REQUIRED ACTION:
Please write out word for word the opening lines of the material, including the line with "pub enum ErrorType" as the last.

SOURCE INFORMATION:

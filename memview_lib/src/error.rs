use std::{
    error::Error,
    fmt::{self, Display, Formatter},
    result, io
};

pub type Result<T> = result::Result<T, ErrorType>;

#[derive(Debug)]
/// Enum with all possible errors that could occur while working with views.
pub enum ErrorType {
    /// a requested range does not fit into the backing buffer
    RangeError { offset: usize, length: usize, size: usize },
    /// an element access outside of `[0, length)`
    IndexError { index: usize, length: usize },
    /// the operation is not supported by this view, e.g. pinning an empty view
    UnsupportedError(String),
    IOError(io::Error),
}

impl Display for ErrorType {
    fn fmt(&self, fmt: &mut Formatter<'_>) -> fmt::Result {
        match self {
            ErrorType::RangeError { offset, length, size } => write!(
                fmt,
                "Range of length {} at offset {} does not fit into buffer of size {}.",
                length,
                offset,
                size
            ),
            ErrorType::IndexError { index, length } => write!(
                fmt,
                "Index {} is out of range for view of length {}.",
                index,
                length
            ),
            ErrorType::UnsupportedError(reason) => write!(
                fmt,
                "Unsupported operation: {}",
                reason
            ),
            ErrorType::IOError(e) => write!(
                fmt,
                "An IO Error occurred, Reason: {:?}.",
                e
            ),
        }
    }
}

impl Error for ErrorType {}

impl From<io::Error> for ErrorType {
    fn from(inner: io::Error) -> ErrorType {
        ErrorType::IOError(inner)
    }
}
pub mod range_helper;
pub mod display_helper;
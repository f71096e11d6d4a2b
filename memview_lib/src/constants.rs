/// label printed in front of the bytes of a view
pub const VIEW_LABEL: &str = "Memory: ";

/// label printed in front of the bytes of a buffer accessed directly
pub const BUFFER_LABEL: &str = "Bytes: ";

/// label printed in front of bytes read through a pinned raw address
pub const POINTER_LABEL: &str = "Pointer: ";

pub const EMPTY_VIEW_MESSAGE: &str = "Memory is empty";

pub const RELEASED_BUFFER_MESSAGE: &str = "The byte array is null";
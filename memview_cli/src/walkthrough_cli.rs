use clap::ArgMatches;
use log::error;
use std::io::{self, BufRead};
use std::process;
use crate::config::WalkthroughConfig;
use crate::walkthrough::Walkthrough;

pub fn walkthrough_main(matches: ArgMatches) {
    let config = WalkthroughConfig::from_matches(&matches);

    env_logger::builder().filter_level(config.log_level).init();

    let stdout = io::stdout();
    let mut walkthrough = Walkthrough::new(stdout.lock());
    if let Err(e) = walkthrough.run() {
        error!("walkthrough failed: {}", e);
        process::exit(1);
    }
    drop(walkthrough);

    if config.pause {
        println!("Press Enter to exit...");
        wait_for_enter();
    }
}

fn wait_for_enter() {
    let mut line = String::new();
    let _ = io::stdin().lock().read_line(&mut line);
}
use std::ops::Range;
use crate::helper::range_helper::RangeCompare::{Lower, Higher, Contained};
use crate::error::{Result, ErrorType};
use crate::field_types::{Offset, Length};

pub enum RangeCompare {
    /// value is lower than range
    Lower,
    /// value is in range
    Contained,
    /// value is higher than range
    Higher,
}

/// check if value is lower, contained or higher than the range
pub fn compare_range<T>(range: &Range<T>, value: T) -> RangeCompare
    where T: PartialOrd<T>
{
    if value < range.start {
        Lower
    } else if value >= range.end {
        Higher
    } else {
        Contained
    }
}

/// the range `[offset, offset + length)` if it fits into `size` bytes,
/// otherwise memview_lib::error::ErrorType::RangeError
pub fn checked_range(offset: Offset, length: Length, size: usize) -> Result<Range<usize>> {
    match offset.checked_add(length) {
        Some(end) if end <= size => Ok(offset..end),
        _ => Err(ErrorType::RangeError {
            offset,
            length,
            size,
        }),
    }
}
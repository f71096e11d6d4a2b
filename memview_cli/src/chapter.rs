use std::fmt::Display;

/// The steps of the walkthrough, in the order they run
#[derive(Debug, Copy, Clone, PartialEq, Display)]
pub enum Chapter {
    EmptyView,
    FullBuffer,
    DroppedView,
    Reattached,
    SubRange,
    ReleasedOwner,
    Collect,
    Pinned,
}

impl Chapter {
    pub const ALL: [Chapter; 8] = [
        Chapter::EmptyView,
        Chapter::FullBuffer,
        Chapter::DroppedView,
        Chapter::Reattached,
        Chapter::SubRange,
        Chapter::ReleasedOwner,
        Chapter::Collect,
        Chapter::Pinned,
    ];
}
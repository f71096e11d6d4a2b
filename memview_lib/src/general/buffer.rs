use std::cell::Cell;
use std::rc::Rc;
use std::fmt::{self, Debug, Display, Formatter};
use crate::error::Result;
use crate::field_types::{Index, Length};
use crate::general::span::Span;

struct Storage {
    bytes: Box<[Cell<u8>]>,
    /// number of active PinnedViews
    pins: Cell<usize>,
}

/// Shared, fixed size byte storage that views point into.
///
/// Cloning a Buffer does not copy the bytes, it creates another handle to the same storage.
/// Every handle and every ByteView over the storage keeps it alive, it is freed when the last one is dropped.
/// The storage never changes its size, so its address is stable for its whole lifetime.
#[derive(Clone)]
pub struct Buffer {
    inner: Rc<Storage>,
}

impl Buffer {
    /// zero filled buffer
    pub fn new(len: Length) -> Buffer {
        Buffer::from(vec![0u8; len])
    }

    pub fn from_slice(bytes: &[u8]) -> Buffer {
        Buffer::from(bytes.to_vec())
    }

    pub fn len(&self) -> Length {
        self.inner.bytes.len()
    }

    pub fn is_empty(&self) -> bool {
        self.len() == 0
    }

    pub fn get(&self, index: Index) -> Result<u8> {
        self.span().get(index)
    }

    pub fn set(&self, index: Index, val: u8) -> Result<()> {
        self.span().set(index, val)
    }

    pub fn to_vec(&self) -> Vec<u8> {
        self.span().to_vec()
    }

    pub fn iter(&self) -> impl Iterator<Item=u8> + '_ {
        self.inner.bytes.iter().map(Cell::get)
    }

    /// span over the whole buffer
    pub fn span(&self) -> Span {
        Span::new(&self.inner.bytes)
    }

    /// number of handles (buffers, views and pins) keeping the storage alive
    pub fn handle_count(&self) -> usize {
        Rc::strong_count(&self.inner)
    }

    /// true if both handles refer to the same storage
    pub fn ptr_eq(&self, other: &Buffer) -> bool {
        Rc::ptr_eq(&self.inner, &other.inner)
    }

    pub fn pin_count(&self) -> usize {
        self.inner.pins.get()
    }

    pub fn is_pinned(&self) -> bool {
        self.pin_count() != 0
    }

    pub(crate) fn cells(&self) -> &[Cell<u8>] {
        &self.inner.bytes
    }

    pub(crate) fn acquire_pin(&self) {
        self.inner.pins.set(self.inner.pins.get() + 1);
    }

    pub(crate) fn release_pin(&self) {
        debug_assert!(self.inner.pins.get() > 0, "unbalanced pin release");
        self.inner.pins.set(self.inner.pins.get().saturating_sub(1));
    }
}

impl From<Vec<u8>> for Buffer {
    fn from(bytes: Vec<u8>) -> Buffer {
        Buffer {
            inner: Rc::new(Storage {
                bytes: bytes.into_iter().map(Cell::new).collect(),
                pins: Cell::new(0),
            })
        }
    }
}

impl From<&[u8]> for Buffer {
    fn from(bytes: &[u8]) -> Buffer {
        Buffer::from_slice(bytes)
    }
}

impl Display for Buffer {
    fn fmt(&self, f: &mut Formatter<'_>) -> fmt::Result {
        Display::fmt(&self.span(), f)
    }
}

impl Debug for Buffer {
    fn fmt(&self, f: &mut Formatter<'_>) -> fmt::Result {
        f.debug_struct("Buffer")
            .field("bytes", &self.to_vec())
            .field("handles", &self.handle_count())
            .field("pins", &self.pin_count())
            .finish()
    }
}

#[cfg(test)]
mod tests {
    use crate::general::buffer::Buffer;
    use crate::error::ErrorType;
    use hex_literal::hex;

    #[test]
    fn clones_share_storage() {
        let a = Buffer::from(hex!("0003").to_vec());
        let b = a.clone();
        b.set(0, 42).unwrap();
        assert_eq!(a.to_vec(), vec![42, 3]);
        assert!(a.ptr_eq(&b));
        assert_eq!(a.handle_count(), 2);
    }

    #[test]
    fn separate_buffers_do_not_alias() {
        let a = Buffer::from_slice(&[1, 2]);
        let b = Buffer::from_slice(&[1, 2]);
        a.set(1, 7).unwrap();
        assert_eq!(b.to_vec(), vec![1, 2]);
        assert!(!a.ptr_eq(&b));
    }

    #[test]
    fn out_of_range_access() {
        let buf = Buffer::new(2);
        assert!(matches!(buf.get(2), Err(ErrorType::IndexError { index: 2, length: 2 })));
        assert!(matches!(buf.set(5, 1), Err(ErrorType::IndexError { index: 5, length: 2 })));
        assert_eq!(buf.to_vec(), vec![0, 0]);
    }

    #[test]
    fn display() {
        let buf = Buffer::from(hex!("00020406").to_vec());
        assert_eq!(buf.to_string(), "0 2 4 6");
        assert_eq!(Buffer::new(0).to_string(), "");
    }
}
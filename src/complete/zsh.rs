//! zsh completion generation
//!
//! Output is destined for `_arguments`; see zshcompsys(1) for the optspec
//! grammar.

use crate::complete::classify::{classify, Capabilities, Classified};
use crate::complete::escape::{describe, describe_param, escape_zsh_double_quoted};
use crate::complete::indented;
use crate::manifest::{Node, Param};
use std::collections::BTreeMap;

/// Generate the completion code for a command or group
pub fn zsh_generate_completions<C: Capabilities + ?Sized>(name: &str, obj: &C) -> Vec<String> {
    match classify(obj) {
        Classified::Group {
            params, commands, ..
        } => zsh_generate_group_completions(name, params, commands),
        Classified::Command { params, .. } => vec![zsh_generate_command_completions(params)],
        Classified::Unrecognized => Vec::new(),
    }
}

/// `_arguments` call for a leaf command
fn zsh_generate_command_completions(params: &[Param]) -> String {
    join_nonempty(&["_arguments -S", zsh_generate_optionspecs(params).as_str()])
}

/// Dispatch block for a group: complete its subcommands, then recurse into
/// whichever one was chosen
fn zsh_generate_group_completions(
    name: &str,
    params: &[Param],
    commands: &BTreeMap<String, Node>,
) -> Vec<String> {
    let arguments = join_nonempty(&[
        "_arguments -S -C",
        format!("\"*:: :->{}_subcommand\"", name).as_str(),
        zsh_gen_subcommand_arguments(commands).as_str(),
        zsh_generate_optionspecs(params).as_str(),
    ]);

    let mut lines = vec![
        format!("# generate_group_completions for {}", name),
        arguments,
        format!("if [[ $state == {}_subcommand ]]", name),
        "then".to_string(),
        "case ${line[1]} in".to_string(),
    ];

    for (sub_name, command) in commands {
        lines.extend(indented(1, [format!("{} )", sub_name)]));
        lines.extend(indented(2, zsh_generate_completions(sub_name, command)));
        lines.extend(indented(1, [";;".to_string()]));
    }

    lines.extend(indented(1, ["* )".to_string()]));
    lines.extend(indented(2, ["_message \"No known completions\"".to_string()]));
    lines.extend(indented(1, [";;".to_string()]));
    lines.push("esac".to_string());
    lines.push("fi".to_string());
    lines
}

/// The first-positional spec listing a group's subcommands with descriptions
fn zsh_gen_subcommand_arguments(commands: &BTreeMap<String, Node>) -> String {
    let entries: Vec<String> = commands
        .iter()
        .map(|(name, command)| {
            format!(
                "{}\\:'{}'",
                name,
                escape_zsh_double_quoted(&describe(command, name))
            )
        })
        .collect();

    format!("\": :(({}))\"", entries.join(" "))
}

/// Optspecs for every parameter, options first, then arguments.
///
/// Every spec is a double-quoted word, so descriptions and metavars are
/// escaped for that context.
pub fn zsh_generate_optionspecs(params: &[Param]) -> String {
    let mut results = Vec::new();

    for param in params {
        let Param::Option(opt) = param else {
            continue;
        };
        let desc = escape_zsh_double_quoted(&describe_param(param));
        for invocation in param.opts() {
            // The value slot carries only the option's name, never its description.
            let value_slot = if opt.takes_value {
                format!(":{}:", invocation.trim_start_matches('-'))
            } else {
                String::new()
            };
            results.push(format!(
                "\"{}{}[{}]{}\"",
                if opt.multiple { "*" } else { "" },
                invocation,
                desc,
                value_slot
            ));
        }
    }

    for param in params.iter().filter(|param| param.as_option().is_none()) {
        let metavar = escape_zsh_double_quoted(&param.make_metavar().replace('\'', ""));
        for name in param.opts() {
            results.push(format!("\": : _message '{} = {}'\"", name, metavar));
        }
    }

    results.join(" ")
}

fn join_nonempty(parts: &[&str]) -> String {
    parts
        .iter()
        .filter(|part| !part.is_empty())
        .copied()
        .collect::<Vec<_>>()
        .join(" ")
}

RESULT OF THE EXERCISE:
filename memview_lib/src/error.rs
use std::{
    error::Error,
    fmt::{self, Display, Formatter},
    result, io
};

pub type Result<T> = result::Result<T, ErrorType>;

#[derive(Debug)]
/// Enum with all possible errors that could occur while working with views.
pub enum ErrorType {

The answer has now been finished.